[Dbix-class] might_have join condition with value rather than column

Jason Gottshall jgottshall at capwiz.com
Mon Jul 14 17:18:29 BST 2008


Ash Berlin wrote:
> 
> On 14 Jul 2008, at 15:59, Jason Gottshall wrote:
> 
>> Robert Loomans wrote:
>>> Henry Drinkwater wrote:
>>>> Hi,
>>>>
>>>> I am trying to create a might_have join condition in DBIx::Class 
>>>> where I want to add a value comparison as well as having matching 
>>>> values in the foreign and self columns. To give an example, suppose 
>>>> I have two tables:
>>> I too would love to be able to do this.
>>>> but couldn't find anything that worked - I get an exception thrown 
>>>> like this:
>>>>
>>>> Invalid rel cond val HASH(0x94a79c)
>>>>
>>>> for all the things I tried. Is this kind of join possible and if so 
>>>> what is the right syntax?
>>> I've looked for the error in the DBIC code and it doesn't support 
>>> parsing such relations...
>>> Is this an oversight and no-one else has had that particular itch, or 
>>> is there reason for not implementing it?
>>
>> I raised the same issue a while back. The basic gist of the response 
>> was that it's definitely desirable but probably a little tricky to 
>> implement. I did some code diving at the time, and stopped when my 
>> head got near the exploding point. I haven't had any tuits lately to 
>> devote to the issue, but I'm sure the core maintainers would love to 
>> have somebody take a crack at it...
>>
>> Jason
>>
> 
> That about sums up my view on it. Also add that the fact that a static 
> condition like that isn't *technically* anything to do with a relationship.

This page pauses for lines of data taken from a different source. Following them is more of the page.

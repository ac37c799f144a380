use crate::error_code::ErrorKind;
use crate::transport::TransportError;
use thiserror::Error;

/// Structured error context for better error handling and debugging.
#[derive(Debug, Clone, PartialEq, Eq)]
pub struct ErrorContext {
    /// Descriptor key or configuration field that caused the error (e.g. "resource", "cache")
    pub field_path: Option<String>,
    /// Additional context about the error (e.g. expected type, actual value)
    pub details: Option<String>,
    /// Component that raised the error (e.g. "request_factory", "descriptor")
    pub source: Option<String>,
}

impl ErrorContext {
    pub fn new() -> Self {
        Self {
            field_path: None,
            details: None,
            source: None,
        }
    }

    pub fn with_field_path(mut self, path: impl Into<String>) -> Self {
        self.field_path = Some(path.into());
        self
    }

    pub fn with_details(mut self, details: impl Into<String>) -> Self {
        self.details = Some(details.into());
        self
    }

    pub fn with_source(mut self, source: impl Into<String>) -> Self {
        self.source = Some(source.into());
        self
    }
}

impl Default for ErrorContext {
    fn default() -> Self {
        Self::new()
    }
}

/// Unified error type of the Flora client.
///
/// Errors fall into four groups:
/// - caller mistakes found before any network I/O (`Implementation`, `Validation`)
/// - transport failures where no response arrived (`Transfer`)
/// - completed exchanges with a failure status (`Api`)
/// - encoding problems (`InvalidInput`, `Serialization`)
#[derive(Debug, Error)]
pub enum Error {
    #[error("{message}{}", format_context(.context))]
    Implementation {
        message: String,
        context: ErrorContext,
    },

    #[error("Validation error: {message}{}", format_context(.context))]
    Validation {
        message: String,
        context: ErrorContext,
    },

    #[error("{message}")]
    InvalidInput { message: String },

    #[error("Transfer error: {0}")]
    Transfer(#[from] TransportError),

    #[error("{message}")]
    Api {
        status: u16,
        kind: ErrorKind,
        message: String,
    },

    #[error("Serialization error: {0}")]
    Serialization(#[from] serde_json::Error),

    #[error("Runtime error: {message}{}", format_context(.context))]
    Runtime {
        message: String,
        context: ErrorContext,
    },
}

// Helper function to format error context for display
fn format_context(ctx: &ErrorContext) -> String {
    let mut parts = Vec::new();
    if let Some(ref field) = ctx.field_path {
        parts.push(format!("field: {}", field));
    }
    if let Some(ref details) = ctx.details {
        parts.push(format!("details: {}", details));
    }
    if let Some(ref source) = ctx.source {
        parts.push(format!("source: {}", source));
    }
    if parts.is_empty() {
        String::new()
    } else {
        format!(" ({})", parts.join(", "))
    }
}

impl Error {
    /// Create a caller/programmer error with structured context
    pub fn implementation_with_context(msg: impl Into<String>, context: ErrorContext) -> Self {
        Error::Implementation {
            message: msg.into(),
            context,
        }
    }

    /// Create a caller/programmer error without context
    pub fn implementation(msg: impl Into<String>) -> Self {
        Self::implementation_with_context(msg, ErrorContext::new())
    }

    /// Create a new validation error with structured context
    pub fn validation_with_context(msg: impl Into<String>, context: ErrorContext) -> Self {
        Error::Validation {
            message: msg.into(),
            context,
        }
    }

    /// Create a new runtime error with structured context
    pub fn runtime_with_context(msg: impl Into<String>, context: ErrorContext) -> Self {
        Error::Runtime {
            message: msg.into(),
            context,
        }
    }

    pub fn runtime(msg: impl Into<String>) -> Self {
        Self::runtime_with_context(msg, ErrorContext::new())
    }

    /// Build the error for a completed exchange with a failure status.
    pub fn api(status: u16, kind: ErrorKind, message: impl Into<String>) -> Self {
        Error::Api {
            status,
            kind,
            message: message.into(),
        }
    }

    /// Error kind of a failed HTTP exchange, if this error stems from one.
    pub fn kind(&self) -> Option<ErrorKind> {
        match self {
            Error::Api { kind, .. } => Some(*kind),
            _ => None,
        }
    }

    /// HTTP status of a failed exchange, if this error stems from one.
    pub fn status(&self) -> Option<u16> {
        match self {
            Error::Api { status, .. } => Some(*status),
            _ => None,
        }
    }

    /// True for errors raised before any network I/O because of caller mistakes.
    pub fn is_implementation(&self) -> bool {
        matches!(self, Error::Implementation { .. } | Error::Validation { .. })
    }

    /// True when the transport failed to complete the exchange.
    pub fn is_transfer(&self) -> bool {
        matches!(self, Error::Transfer(_))
    }

    /// Extract error context if available
    pub fn context(&self) -> Option<&ErrorContext> {
        match self {
            Error::Implementation { context, .. }
            | Error::Validation { context, .. }
            | Error::Runtime { context, .. } => Some(context),
            _ => None,
        }
    }
}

True, it's more of a business condition, unless you consider a 
polymorphic relationship to be a "true" relationship. Consider this 
(simplistic) example (based on the one I posed back in Jan07):

   Actor: id, name
   ActorRole: actor_id, character_name, production_type, production_id
   Film: id, title, studio, release_date
   TVShow: id, title, seasons

where ActorRole.production_type is one of "Film" or "TVShow" and
ActorRole.production_id is the foreign key in the corresponding table. 
(Assume that the attributes of Film and TVShow are substantially 
different enough to need independent tables.)

The main challenge here is to define 
ActorRole->belongs_to('production'). I think the best solution currently 
is to define both belongs_to('film') and belongs_to('tvshow') based on 
the production_id field, then add production() as an explicit method:

   sub production {
     my $self = shift;
     my $method = lc $self->production_type;
     return $self->$method;
   }

You can also explicitly define methods on Actor for the implied 
many_to_many relationships:

   sub films {
     my $self = shift;
     return $self->actor_roles->search_related('film');
   }

I'm not sure if any of this helps solve the original poster's problem, 
but it illustrates the complexities of working around the fact that one 
cannot currently specify value-based conditions in relationship definitions.